Uno de los valores que la ha otorgado la crítica a la novelística cubana del período republicano ha sido la «comunidad de ideas y estilos que en su peculiar diferenciación e individualización artística era muestra, sin embargo, de una homogeneidad que se manifestaba al plantear los principales problemas históricos, políticos y sociales que conmovieron al país en esos años».  En este conjunto se insertan como ningunas las novelas de Miguel de Carrión y, en específico, Las Impuras. Por esa razón, y a riesgo de sucumbir ante la herejía de la interdisciplinariedad, podría preguntarme cuánto aporta la literatura a la historia, como fuente y soporte.
En el caso particular de la novela de Carrión, sólo es un pretexto para poner sobre el tapete  un tema no menos polémico que los acercamientos investigativos a la historia social de la etapa republicana y sus connotaciones en el presente. En Las Impuras, se palpa muy de cerca la dinámica sociohistórica de las primeras décadas del siglo XX cubano, con un sentido del desenfado y un ingrediente de frustración que particulariza a la obra dentro del entorno narrativo en el que se desarrolló. Hija de la tendencia filosófica y los avatares existenciales de su autor y, por extensión, de toda una generación, la obra muestra una galería de personajes y conflictos que construye un retablo de la situación por la que atravesaba la mujer de la época, las directrices del hampa habanera focalizada desde la prostitución, los vericuetos de la politiquería, así como los escorzos de los principales vicios que pululaban en una sociedad sesgada, a merced de una potencia extranjera, cargando el fardo de un proyecto nacional coaptado.
Mucho habría que hablar de personajes, como el senador, el matón, los estudiantes abúlicos, las meretrices, los ricachos peninsulares y de las situaciones, como la compra de botellas, las fraudulentas leyes gubenamentales, las malversaciones, las custodiadas elecciones, así como la descripción de lugares simbólicos de una ciudad —también personaje—entre automóviles, cafés y avenidas. No obstante, sería prudente caer en el tema teórico-metodológico de la relación abrupta y erizada de la historia con la literatura.

 
 Vista del Paseo del Prado en los primeros años del siglo XX.
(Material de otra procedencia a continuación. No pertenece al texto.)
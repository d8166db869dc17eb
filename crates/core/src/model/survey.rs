use chrono::{DateTime, Utc};
use thiserror::Error;

use crate::model::{Answer, CompletedResponse, Question, QuestionSet, RecordError, ResponseRecord};
use crate::time;

//
// ─── ERRORS ───────────────────────────────────────────────────────────────────
//

/// Errors emitted by survey session transitions.
#[derive(Debug, Error, Clone, PartialEq, Eq)]
#[non_exhaustive]
pub enum SessionError {
    #[error("no questions are configured")]
    NoQuestions,

    #[error("the current question has not been answered")]
    Unanswered,

    #[error("operation is not valid in the current stage")]
    WrongStage,

    #[error(transparent)]
    Record(#[from] RecordError),
}

//
// ─── STAGE ────────────────────────────────────────────────────────────────────
//

/// Observable position of a survey session.
///
/// Stages only move forward, from `Intake` through `Asking(0..n)` and
/// `EstimateCapture` to `Finalizing` and `Complete`. There is no idle
/// stage; an idle application simply holds no session.
#[derive(Debug, Clone, Copy, PartialEq, Eq)]
pub enum SurveyStage {
    /// Waiting for the respondent's name and age.
    Intake,
    /// Asking the question at the zero-based index.
    Asking(usize),
    /// Waiting for the respondent's own duration estimate.
    EstimateCapture,
    /// Record is complete but not yet written; a failed write stays here.
    Finalizing,
    /// Record was written; the session is over.
    Complete,
}

//
// ─── SURVEY SESSION ───────────────────────────────────────────────────────────
//

/// One respondent's pass through the survey, from intake to submission.
///
/// The session owns a snapshot of the questions plus the in-progress
/// response record, and enforces the stage order. It never reads a clock
/// and never touches storage: callers inject timestamps and drive
/// persistence (see the services crate). Dropping a session before
/// `Complete` abandons it; nothing is ever written for a partial record.
#[derive(Debug, Clone, PartialEq)]
pub struct SurveySession {
    questions: QuestionSet,
    stage: SurveyStage,
    record: ResponseRecord,
    started_at: Option<DateTime<Utc>>,
}

impl SurveySession {
    /// Start a session over a snapshot of the current questions.
    ///
    /// # Errors
    ///
    /// Returns `SessionError::NoQuestions` if the set is empty.
    pub fn new(questions: QuestionSet) -> Result<Self, SessionError> {
        if questions.is_empty() {
            return Err(SessionError::NoQuestions);
        }
        let record = ResponseRecord::for_questions(&questions);
        Ok(Self {
            questions,
            stage: SurveyStage::Intake,
            record,
            started_at: None,
        })
    }

    /// Capture the respondent's name and age and start the timer.
    ///
    /// Both values are stored verbatim; `now` becomes the session start
    /// timestamp that elapsed time is measured from.
    ///
    /// # Errors
    ///
    /// Returns `SessionError::WrongStage` outside of `Intake`.
    pub fn submit_intake(
        &mut self,
        name: impl Into<String>,
        age: impl Into<String>,
        now: DateTime<Utc>,
    ) -> Result<(), SessionError> {
        if self.stage != SurveyStage::Intake {
            return Err(SessionError::WrongStage);
        }
        self.record.set_identity(name.into(), age.into());
        self.started_at = Some(now);
        self.stage = SurveyStage::Asking(0);
        Ok(())
    }

    /// Select (or replace) the answer for the question being asked.
    ///
    /// # Errors
    ///
    /// Returns `SessionError::WrongStage` outside of `Asking`.
    pub fn choose(&mut self, answer: Answer) -> Result<(), SessionError> {
        let SurveyStage::Asking(index) = self.stage else {
            return Err(SessionError::WrongStage);
        };
        self.record.set_answer(index, answer);
        Ok(())
    }

    /// Move past the current question, or into estimate capture after the
    /// last one. Leaving the last question captures the elapsed time.
    ///
    /// # Errors
    ///
    /// Returns `SessionError::Unanswered` (stage unchanged) if the current
    /// question has no answer yet, `SessionError::WrongStage` outside of
    /// `Asking`.
    pub fn advance(&mut self, now: DateTime<Utc>) -> Result<(), SessionError> {
        let SurveyStage::Asking(index) = self.stage else {
            return Err(SessionError::WrongStage);
        };
        if self.record.answer_at(index).is_none() {
            return Err(SessionError::Unanswered);
        }

        let next = index + 1;
        if next < self.questions.len() {
            self.stage = SurveyStage::Asking(next);
            return Ok(());
        }

        let Some(started) = self.started_at else {
            return Err(SessionError::WrongStage);
        };
        self.record.set_elapsed(time::elapsed_seconds(started, now));
        self.stage = SurveyStage::EstimateCapture;
        Ok(())
    }

    /// Store the respondent's self-estimated duration, verbatim.
    ///
    /// # Errors
    ///
    /// Returns `SessionError::WrongStage` outside of `EstimateCapture`.
    pub fn submit_estimate(&mut self, raw: impl Into<String>) -> Result<(), SessionError> {
        if self.stage != SurveyStage::EstimateCapture {
            return Err(SessionError::WrongStage);
        }
        self.record.set_predicted(raw.into());
        self.stage = SurveyStage::Finalizing;
        Ok(())
    }

    /// Resolve the record for persistence.
    ///
    /// The stage stays `Finalizing` until [`SurveySession::mark_submitted`],
    /// so a failed write leaves the record intact for a retry.
    ///
    /// # Errors
    ///
    /// Returns `SessionError::WrongStage` outside of `Finalizing`.
    pub fn finalize(&self) -> Result<CompletedResponse, SessionError> {
        if self.stage != SurveyStage::Finalizing {
            return Err(SessionError::WrongStage);
        }
        Ok(self.record.finalize()?)
    }

    /// Mark the record as written; the session is over.
    ///
    /// # Errors
    ///
    /// Returns `SessionError::WrongStage` outside of `Finalizing`.
    pub fn mark_submitted(&mut self) -> Result<(), SessionError> {
        if self.stage != SurveyStage::Finalizing {
            return Err(SessionError::WrongStage);
        }
        self.stage = SurveyStage::Complete;
        Ok(())
    }

    #[must_use]
    pub fn stage(&self) -> SurveyStage {
        self.stage
    }

    #[must_use]
    pub fn questions(&self) -> &QuestionSet {
        &self.questions
    }

    /// The question being asked, when the session is in `Asking`.
    #[must_use]
    pub fn current_question(&self) -> Option<&Question> {
        match self.stage {
            SurveyStage::Asking(index) => self.questions.at(index),
            _ => None,
        }
    }

    /// The answer currently selected for the question being asked.
    #[must_use]
    pub fn current_answer(&self) -> Option<Answer> {
        match self.stage {
            SurveyStage::Asking(index) => self.record.answer_at(index),
            _ => None,
        }
    }

    #[must_use]
    pub fn total_questions(&self) -> usize {
        self.questions.len()
    }

    #[must_use]
    pub fn record(&self) -> &ResponseRecord {
        &self.record
    }

    #[must_use]
    pub fn started_at(&self) -> Option<DateTime<Utc>> {
        self.started_at
    }

    #[must_use]
    pub fn is_submitted(&self) -> bool {
        self.stage == SurveyStage::Complete
    }
}

//
// ─── TESTS ─────────────────────────────────────────────────────────────────────
//

#[cfg(test)]
mod tests {
    use super::*;
    use crate::model::{Question, QuestionKey};
    use crate::time::fixed_now;
    use chrono::Duration;

    fn questions(keys: &[&str]) -> QuestionSet {
        let mut set = QuestionSet::new();
        for key in keys {
            let question =
                Question::new(QuestionKey::new(*key).unwrap(), format!("{key}?")).unwrap();
            set.upsert(question);
        }
        set
    }

    fn session(keys: &[&str]) -> SurveySession {
        SurveySession::new(questions(keys)).unwrap()
    }

    #[test]
    fn empty_question_set_is_rejected() {
        let err = SurveySession::new(QuestionSet::new()).unwrap_err();
        assert!(matches!(err, SessionError::NoQuestions));
    }

    #[test]
    fn intake_starts_the_question_flow() {
        let mut session = session(&["a", "b"]);
        assert_eq!(session.stage(), SurveyStage::Intake);
        assert!(session.current_question().is_none());

        session.submit_intake("Taro", "20", fixed_now()).unwrap();

        assert_eq!(session.stage(), SurveyStage::Asking(0));
        assert_eq!(session.record().name(), "Taro");
        assert_eq!(session.record().age(), "20");
        assert_eq!(session.started_at(), Some(fixed_now()));
        assert_eq!(session.current_question().unwrap().key().as_str(), "a");
    }

    #[test]
    fn operations_outside_their_stage_are_rejected() {
        let mut session = session(&["a"]);

        assert!(matches!(
            session.choose(Answer::Yes).unwrap_err(),
            SessionError::WrongStage
        ));
        assert!(matches!(
            session.advance(fixed_now()).unwrap_err(),
            SessionError::WrongStage
        ));
        assert!(matches!(
            session.submit_estimate("30").unwrap_err(),
            SessionError::WrongStage
        ));
        assert!(matches!(
            session.finalize().unwrap_err(),
            SessionError::WrongStage
        ));

        session.submit_intake("Taro", "20", fixed_now()).unwrap();
        assert!(matches!(
            session.submit_intake("again", "21", fixed_now()).unwrap_err(),
            SessionError::WrongStage
        ));
    }

    #[test]
    fn advancing_without_an_answer_warns_and_stays_put() {
        let mut session = session(&["a", "b"]);
        session.submit_intake("Taro", "20", fixed_now()).unwrap();

        let err = session.advance(fixed_now()).unwrap_err();

        assert!(matches!(err, SessionError::Unanswered));
        assert_eq!(session.stage(), SurveyStage::Asking(0));
        assert!(session.current_answer().is_none());
    }

    #[test]
    fn choosing_again_replaces_the_answer() {
        let mut session = session(&["a"]);
        session.submit_intake("Taro", "20", fixed_now()).unwrap();

        session.choose(Answer::Yes).unwrap();
        session.choose(Answer::No).unwrap();

        assert_eq!(session.current_answer(), Some(Answer::No));
    }

    #[test]
    fn alternating_answers_land_in_question_order() {
        let mut session = session(&["a", "b", "c", "d"]);
        session.submit_intake("Taro", "20", fixed_now()).unwrap();

        for index in 0..4 {
            let answer = if index % 2 == 0 { Answer::Yes } else { Answer::No };
            session.choose(answer).unwrap();
            session.advance(fixed_now()).unwrap();
        }

        assert_eq!(session.stage(), SurveyStage::EstimateCapture);
        let record = session.record();
        assert_eq!(record.answer_at(0), Some(Answer::Yes));
        assert_eq!(record.answer_at(1), Some(Answer::No));
        assert_eq!(record.answer_at(2), Some(Answer::Yes));
        assert_eq!(record.answer_at(3), Some(Answer::No));
    }

    #[test]
    fn leaving_the_last_question_captures_elapsed_time() {
        let mut session = session(&["a", "b"]);
        let start = fixed_now();
        session.submit_intake("Taro", "20", start).unwrap();

        session.choose(Answer::Yes).unwrap();
        session.advance(start + Duration::seconds(10)).unwrap();
        assert!(session.record().elapsed_secs().is_none());

        session.choose(Answer::No).unwrap();
        session
            .advance(start + Duration::milliseconds(30_125))
            .unwrap();

        assert_eq!(session.stage(), SurveyStage::EstimateCapture);
        assert_eq!(session.record().elapsed_secs(), Some(30.13));
    }

    #[test]
    fn estimate_is_stored_verbatim() {
        let mut session = session(&["a"]);
        session.submit_intake("Taro", "20", fixed_now()).unwrap();
        session.choose(Answer::Yes).unwrap();
        session.advance(fixed_now()).unwrap();

        session.submit_estimate("  30分ぐらい ").unwrap();

        assert_eq!(session.stage(), SurveyStage::Finalizing);
        assert_eq!(session.record().predicted_time(), Some("  30分ぐらい "));
    }

    #[test]
    fn finalize_then_mark_submitted_completes_the_session() {
        let mut session = session(&["a", "b"]);
        let start = fixed_now();
        session.submit_intake("Taro", "20", start).unwrap();
        session.choose(Answer::Yes).unwrap();
        session.advance(start + Duration::seconds(12)).unwrap();
        session.choose(Answer::No).unwrap();
        session.advance(start + Duration::seconds(30)).unwrap();
        session.submit_estimate("30").unwrap();

        let completed = session.finalize().unwrap();
        assert_eq!(completed.values(), ["Taro", "20", "1", "0", "30.00", "30"]);

        // A failed write would leave the stage here for a retry.
        assert_eq!(session.stage(), SurveyStage::Finalizing);
        session.finalize().unwrap();

        session.mark_submitted().unwrap();
        assert!(session.is_submitted());
        assert!(matches!(
            session.finalize().unwrap_err(),
            SessionError::WrongStage
        ));
        assert!(matches!(
            session.mark_submitted().unwrap_err(),
            SessionError::WrongStage
        ));
    }
}
use std::sync::Arc;

use storage::repository::QuestionRepository;
use tempo_core::model::{Question, QuestionKey, QuestionSet};

use crate::error::SettingsError;

/// Orchestrates question management: every mutation is load, change, save,
/// so the persisted file always matches what the settings screen shows.
#[derive(Clone)]
pub struct SettingsService {
    questions: Arc<dyn QuestionRepository>,
}

impl SettingsService {
    #[must_use]
    pub fn new(questions: Arc<dyn QuestionRepository>) -> Self {
        Self { questions }
    }

    /// Current questions, in prompt order.
    ///
    /// # Errors
    ///
    /// Returns `SettingsError::Storage` if the store cannot be read.
    pub fn list(&self) -> Result<QuestionSet, SettingsError> {
        Ok(self.questions.load()?)
    }

    /// Add a question, or overwrite the text when the key already exists.
    ///
    /// # Errors
    ///
    /// Returns `SettingsError::Question` for an empty key or text, or
    /// `SettingsError::Storage` if persistence fails.
    pub fn add(&self, key: &str, text: &str) -> Result<(), SettingsError> {
        let question = Question::new(QuestionKey::new(key)?, text)?;
        let mut questions = self.questions.load()?;
        questions.upsert(question);
        self.questions.save(&questions)?;
        Ok(())
    }

    /// Replace the text of an existing question.
    ///
    /// # Errors
    ///
    /// Returns `SettingsError::Question` for an unknown key or empty text,
    /// or `SettingsError::Storage` if persistence fails.
    pub fn edit(&self, key: &QuestionKey, text: &str) -> Result<(), SettingsError> {
        let mut questions = self.questions.load()?;
        questions.edit(key, text)?;
        self.questions.save(&questions)?;
        Ok(())
    }

    /// Delete a question. Rows already recorded under its column are left
    /// untouched in the results file.
    ///
    /// # Errors
    ///
    /// Returns `SettingsError::Question` for an unknown key, or
    /// `SettingsError::Storage` if persistence fails.
    pub fn delete(&self, key: &QuestionKey) -> Result<(), SettingsError> {
        let mut questions = self.questions.load()?;
        questions.remove(key)?;
        self.questions.save(&questions)?;
        Ok(())
    }
}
¿Se puede considerar a la Literatura, en su relación con la Historia, como una fuente capaz de ofrecer datos sobre una realidad social o sobre hechos históricos determinados? La Literatura, como mensaje, funciona, entre otros, con dos elementos esenciales: el emisor y el receptor. El primero, encarnado por el escritor, construye un discurso como resultado de una variedad de necesidades, que puede ir desde las particulares hasta las colectivas. Por lo tanto, este mensaje está tamizado por mecanismos psicológicos que, aunque se persiga, no pueden quedar totalmente distanciados. Un ejemplo de esto lo ofrece Georges Duby al destacar que la historia de las mentalidades «ha sabido conceder status histórico a un universo simbólico atravesado por los conflictos internos de la sociedad de la que emana. Los sistemas de representación son cada vez referidos al lugar del locutor».          
Alrededor de todo esto está el receptor, pues la Literatura es un diálogo, una transmisión de criterios, sentimientos, estados de ánimo. El receptor desempeña el papel de sostén e inspiración de la obra. El hecho de escribir no es caótico, sino que se busca un público susceptible y, sobre todo, receptivo al mensaje que se está emitiendo. Como dijo el historiador francés Gérard Lanson «Los libros existen para los lectores…¿Quién lee y qué se lee? He ahí las dos cuestiones esenciales».   En este nivel de denotación, la psicología del autor se vincula con la del lector y se articula alrededor de algo conocido como entorno histórico-social, del cual la Literatura suele ser reflejo. Analizar una obra literaria desligándose del contexto histórico-social en que se produce resulta desatinado, pues siempre van a localizarse rasgos distintivos, por mínimos que sean. En ese sentido, el historiador argentino Enrique Anderson Imbert plantea:

Sería una historia que diera sentido a los momentos expresivos de ciertos hombres que se pudieron a escribir, a lo largo de siglos. En vez de abstraer por un lado las obras producidas y, por otro, las circunstancias en que se produjeron, tal historia las integraría dentro de la existencia concreta de los escritores. —Y más adelante subraya— Los hechos de la filología, la etnología, la sociología, la economía política entrarán en nuestra historia en la medida en que antes hayan entrado en la conciencia creadora de hombres que están contándonos sus experiencias (…) Ya se sabe que la historia es un todo continuo.
Entonces, se pudiera considerar a la Literatura como un medio capaz de convertirse en representación auténtica de un momento histórico, a través del cúmulo de exigencias, esperanzas y objetivos que pululen en la psicología del autor, como reflejo de la psicología social. Para lograr productos literarios consecuentes con la realidad, sin referirnos a la tendencia política del escritor, ésta tiene que sufrir una reformulación, una reconstrucción que permita llevar al plano literario experiencias, testimonios, recuerdos que tienden a despertar una sensación, concientizar o simplemente, llegar a reflejar una época trascendente. Uno de los padres de esa «historia de las mentalidades» nucleado en el grupo Annales, Lucien Febvre, disertaba sobre este tema:

 
 La tragedia de las mujeres impulsadas a prosituirse es la esencia de la novela. 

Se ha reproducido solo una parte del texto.